The federal government says it will begin a targeted crackdown on nursing homes’ abuse of antipsychotic drugs and misdiagnoses of schizophrenia in patients.
The Centers for Medicare and Medicaid Services is launching investigations this month into select nursing homes, aimed at verifying whether patients have been properly diagnosed with the psychiatric disorder.
Evidence has mounted over decades that some facilities wrongly diagnose residents with schizophrenia or administer antipsychotic drugs to sedate them, despite dangerous side effects that could include death, according to the agency.
“No nursing home resident should be improperly diagnosed with schizophrenia or given an inappropriate antipsychotic,” Health and Human Services Secretary Xavier Becerra said in a statement Wednesday. “The steps we are taking today will help prevent these errors and give families peace of mind.”
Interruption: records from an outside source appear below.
// Hive Catalog Rust Library
// Copyright 2025 MinIO, Inc.
//
// Licensed under the Apache License, Version 2.0 (the "License");
// you may not use this file except in compliance with the License.
// You may obtain a copy of the License at
//
//     http://www.apache.org/licenses/LICENSE-2.0
//
// Unless required by applicable law or agreed to in writing, software
// distributed under the License is distributed on an "AS IS" BASIS,
// WITHOUT WARRANTIES OR CONDITIONS OF ANY KIND, either express or implied.
// See the License for the specific language governing permissions and
// limitations under the License.

//! Table and column statistics

use chrono::{DateTime, Days, NaiveDate, Utc};
use serde::{Deserialize, Serialize};
use std::collections::HashMap;

/// Calendar date stored as the number of days since 1970-01-01
#[derive(Debug, Clone, Copy, PartialEq, Eq, PartialOrd, Ord, Hash, Serialize, Deserialize)]
pub struct Date {
    days_since_epoch: i64,
}

impl Date {
    pub fn new(days_since_epoch: i64) -> Self {
        Self { days_since_epoch }
    }

    pub fn days_since_epoch(&self) -> i64 {
        self.days_since_epoch
    }

    pub fn from_naive_date(date: NaiveDate) -> Self {
        let epoch = DateTime::<Utc>::UNIX_EPOCH.date_naive();
        Self::new(date.signed_duration_since(epoch).num_days())
    }

    /// Returns `None` if the date is outside what `chrono` can represent.
    pub fn to_naive_date(&self) -> Option<NaiveDate> {
        let epoch = DateTime::<Utc>::UNIX_EPOCH.date_naive();
        let days = Days::new(self.days_since_epoch.unsigned_abs());
        if self.days_since_epoch >= 0 {
            epoch.checked_add_days(days)
        } else {
            epoch.checked_sub_days(days)
        }
    }
}

/// Aggregates describing the data distribution of one column
///
/// The variant is chosen by the column's type: character strings use
/// `String`, integral numbers `Long`, approximate numbers `Double`, and so on.
#[derive(Debug, Clone, PartialEq, Serialize, Deserialize)]
#[serde(tag = "kind", rename_all = "lowercase")]
pub enum ColumnStatisticsData {
    String {
        max_length: i64,
        avg_length: f64,
        ndv: i64,
        null_count: i64,
    },
    Long {
        min: i64,
        max: i64,
        ndv: i64,
        null_count: i64,
    },
    Double {
        min: f64,
        max: f64,
        ndv: i64,
        null_count: i64,
    },
    Boolean {
        true_count: i64,
        false_count: i64,
        null_count: i64,
    },
    Date {
        min: Date,
        max: Date,
        ndv: i64,
        null_count: i64,
    },
    Binary {
        max_length: i64,
        avg_length: f64,
        null_count: i64,
    },
}

impl ColumnStatisticsData {
    /// Name of the statistics kind, e.g. `"string"`
    pub fn kind(&self) -> &'static str {
        match self {
            ColumnStatisticsData::String { .. } => "string",
            ColumnStatisticsData::Long { .. } => "long",
            ColumnStatisticsData::Double { .. } => "double",
            ColumnStatisticsData::Boolean { .. } => "boolean",
            ColumnStatisticsData::Date { .. } => "date",
            ColumnStatisticsData::Binary { .. } => "binary",
        }
    }

    pub fn null_count(&self) -> i64 {
        match self {
            ColumnStatisticsData::String { null_count, .. }
            | ColumnStatisticsData::Long { null_count, .. }
            | ColumnStatisticsData::Double { null_count, .. }
            | ColumnStatisticsData::Boolean { null_count, .. }
            | ColumnStatisticsData::Date { null_count, .. }
            | ColumnStatisticsData::Binary { null_count, .. } => *null_count,
        }
    }
}

/// Column name to statistics mapping for a table or partition
#[derive(Debug, Clone, Default, PartialEq, Serialize, Deserialize)]
pub struct ColumnStatistics {
    columns: HashMap<String, ColumnStatisticsData>,
}

impl ColumnStatistics {
    pub fn new(columns: HashMap<String, ColumnStatisticsData>) -> Self {
        Self { columns }
    }

    /// Adds or replaces the statistics of one column.
    pub fn with_column<S: Into<String>>(mut self, column: S, data: ColumnStatisticsData) -> Self {
        self.columns.insert(column.into(), data);
        self
    }

    pub fn columns(&self) -> &HashMap<String, ColumnStatisticsData> {
        &self.columns
    }

    pub fn get(&self, column: &str) -> Option<&ColumnStatisticsData> {
        self.columns.get(column)
    }

    pub fn len(&self) -> usize {
        self.columns.len()
    }

    pub fn is_empty(&self) -> bool {
        self.columns.is_empty()
    }
}

impl From<HashMap<String, ColumnStatisticsData>> for ColumnStatistics {
    fn from(columns: HashMap<String, ColumnStatisticsData>) -> Self {
        Self::new(columns)
    }
}

/// Table- or partition-level statistics; `-1` marks an unknown value.
#[derive(Debug, Clone, Copy, PartialEq, Eq, Hash, Serialize, Deserialize)]
pub struct TableStatistics {
    pub row_count: i64,
    pub file_count: i32,
    pub total_size: i64,
    pub raw_data_size: i64,
}

impl TableStatistics {
    pub const UNKNOWN: TableStatistics = TableStatistics {
        row_count: -1,
        file_count: -1,
        total_size: -1,
        raw_data_size: -1,
    };

    pub fn new(row_count: i64, file_count: i32, total_size: i64, raw_data_size: i64) -> Self {
        Self {
            row_count,
            file_count,
            total_size,
            raw_data_size,
        }
    }
}

impl Default for TableStatistics {
    fn default() -> Self {
        Self::UNKNOWN
    }
}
Some facilities may be dodging increased scrutiny around gratuitous use of antipsychotic medications by coding residents as having schizophrenia, even when they do not show signs of the extremely rare disorder, a government report last year found. Less than 1% of the population is believed to have schizophrenia, which is marked by delusions, hallucinations and disordered thinking.
In 2012, the federal government began tracking when nursing homes use antipsychotics on residents — doing so can impact the facility’s quality rating in a public database — but only for those who have not been diagnosed with schizophrenia.
Antipsychotics for those nursing home residents has dropped to under 20% in recent years, according to federal data.
A November report from the HHS Office of the Inspector General, however, revealed that the number of residents reported as having schizophrenia without a corresponding diagnosis skyrocketed between 2015 and 2019, with 99 nursing homes in the country reporting that 20% or more of their residents have the disorder.
“The number of unsupported schizophrenia diagnoses increased and in 2019 was concentrated in relatively few nursing homes,” the report concluded.
Nursing homes have worked on other ways to treat residents, especially those with dementia, and trained staff to use alternative methods, said Katie Smith Sloan, the CEO of LeadingAge, an association of nonprofit aging service providers.
“Much has been achieved since the program’s start in 2012, and nursing homes deserve a lot of the credit for the progress,” she said in a statement.
CMS will start targeted audits to ask nursing homes for documentation of the diagnoses in the coming days, focusing on nursing homes with existing residents who have been recorded as having schizophrenia.
The rating scores for nursing homes that have a pattern of inaccurately coding residents as having schizophrenia will be negatively impacted, CMS said in a statement released Wednesday, stopping short of threatening to levy fines against facilities.
Dinging nursing homes’ public ratings will be effective in some cases, said Dr. Shekinah Fashaw-Walters, a researcher at the University of Minnesota who has found that schizophrenia diagnoses have risen in Black nursing home patients compared with their white counterparts in recent years.
She is hopeful that the CMS audits will help to narrow that racial disparity and said that it’s “about time” for CMS’ plan.
“It’s time to do this and really hold nursing homes accountable for providing high quality care,” she said. “I’m thrilled to see that they are taking these steps, and I think they’re very warranted.”
The agency does not have plans to immediately intervene in the patients’ care directly or notify relatives of residents who have been wrongly coded or given antipsychotics, according to senior HHS officials who insisted on anonymity to brief The Associated Press on the matter on Tuesday.
CMS will monitor the facilities to make sure the issues are corrected, officials said.